A partir dessa visão, Weber analisa a Constituição e conclui que não há proteção absoluta à vida do feto, já que o texto assegura direitos aos brasileiros e aos estrangeiros residentes, definindo brasileiros como “os nascidos no Brasil, ainda que de pais estrangeiros, respeitados alguns critérios, ou os nascidos no estrangeiro de pai ou mãe brasileiro, desde que qualquer um esteja a serviço do Estado brasileiro”.

“Essa conclusão resulta mais evidente quando se observa que não há referência em qualquer passagem do texto constitucional aos não nascidos, seja na condição de embrião ou de feto. Na mesma linha de engenharia institucional, todo o sistema de proteção da ordem social, referente à família, criança, adolescente e idoso (capítulo VII), que igualmente supõe a pessoa humana nascida como titular dos direitos fundamentais garantidos, sem qualquer ressalva ao nascituro ou embrião”, diz o voto.

“Tais inferências interpretativas permitem afirmar o propósito do texto constitucional em afastar qualquer compromisso com a tese do direito à vida desde a concepção, a qual, diga-se, foi rechaçada nos trabalhos constituintes”, acrescenta.

Ministra critica efeitos da criminalização

Como relatora da ação, Weber convocou audiências públicas em 2018 para ouvir argumentos a favor e contra a descriminalização.

Em seu voto, a ministra citou estatísticas apresentadas pelo Ministério da Saúde e outras instituições para argumentar que a proibição não é eficiente para evitar abortos, sendo mais adequado políticas públicas de prevenção.

Ela nota que a realização de abortos inseguros provoca a morte de mulheres, afetando em especial mulheres pretas e pobres.

“A ilegalidade desse procedimento médico provoca a insegurança à qual a mulher é exposta, mais uma vez, frente às falhas estatais. Não por outro motivo, o aborto inseguro consta como uma das principais causas de impacto no delineamento sanitário do quadro da mortalidade materna, como atestam as estatísticas apresentadas na audiência pública, em particular pelo Ministério da Saúde”, escreveu.

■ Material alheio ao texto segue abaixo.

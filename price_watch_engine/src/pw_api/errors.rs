use thiserror::Error;

use crate::traits::{CollaboratorError, StoreError};

#[derive(Debug, Clone, Error)]
pub enum WatchApiError {
    #[error("Invalid request: {0}")]
    ValidationError(String),
    #[error("Not permitted: {0}")]
    AuthorizationError(String),
    #[error("Illegal state: {0}")]
    StateError(String),
    #[error("Conflicting update: {0}")]
    ConflictError(String),
    #[error("A dependency is unavailable: {0}")]
    UnavailableError(String),
    #[error("Not found: {0}")]
    NotFound(String),
    #[error("Reconciliation required: {0}")]
    ReconciliationAnomaly(String),
    #[error("Database error: {0}")]
    DatabaseError(String),
}

impl From<StoreError> for WatchApiError {
    fn from(e: StoreError) -> Self {
        match e {
            StoreError::StatusConflict { .. } => WatchApiError::ConflictError(e.to_string()),
            StoreError::InvalidTransition(s) => WatchApiError::StateError(s),
            StoreError::NotFound(s) => WatchApiError::NotFound(s),
            StoreError::Backend(s) => WatchApiError::DatabaseError(s),
        }
    }
}

impl From<CollaboratorError> for WatchApiError {
    fn from(e: CollaboratorError) -> Self {
        match e {
            CollaboratorError::Rejected(s) => WatchApiError::ValidationError(s),
            e => WatchApiError::UnavailableError(e.to_string()),
        }
    }
}
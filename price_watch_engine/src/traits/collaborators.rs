use pw_common::Yen;

use crate::{
    db_types::{ItemId, ItemSnapshot, LabelRequest, NotificationKind, UserId, UserProfile},
    traits::{AuthorizationOutcome, CollaboratorError, PaymentInstrument},
};

#[allow(async_fn_in_trait)]
pub trait Catalog {
    async fn fetch_item(&self, id: ItemId) -> Result<Option<ItemSnapshot>, CollaboratorError>;

    /// Atomically marks the item sold iff it is still `active` and priced at or below `ceiling`.
    ///
    /// Returns the price the item was sold at if, and only if, this call performed the transition. Of any number of
    /// concurrent callers, at most one ever receives `Some`.
    async fn claim_item(&self, id: ItemId, ceiling: Yen) -> Result<Option<Yen>, CollaboratorError>;
}

#[allow(async_fn_in_trait)]
pub trait UserDirectory {
    async fn fetch_user(&self, id: UserId) -> Result<Option<UserProfile>, CollaboratorError>;
}

#[allow(async_fn_in_trait)]
pub trait PaymentGateway {
    /// Requests a hold of `amount` against the instrument. A decline is a successful call with
    /// `authorized == false`, not an error.
    async fn authorize(
        &self,
        instrument: &PaymentInstrument,
        amount: Yen,
    ) -> Result<AuthorizationOutcome, CollaboratorError>;
}

#[allow(async_fn_in_trait)]
pub trait ShippingLabelGenerator {
    /// Returns the reference of the generated label.
    async fn generate_label(&self, request: &LabelRequest) -> Result<String, CollaboratorError>;
}

#[allow(async_fn_in_trait)]
pub trait NotificationSink {
    async fn notify(
        &self,
        user: UserId,
        kind: NotificationKind,
        title: &str,
        body: &str,
    ) -> Result<(), CollaboratorError>;
}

"No lugar da intervenção extrema do Estado, caracterizada pela coercitividade, revela-se proporcional e adequado a adoção de políticas de estímulo à responsabilidade (feminina e masculina), de perfil preventivo no acesso à educação sexual e aos meios de promoção da liberdade reprodutiva consciente", ressaltou, em outro trecho do voto.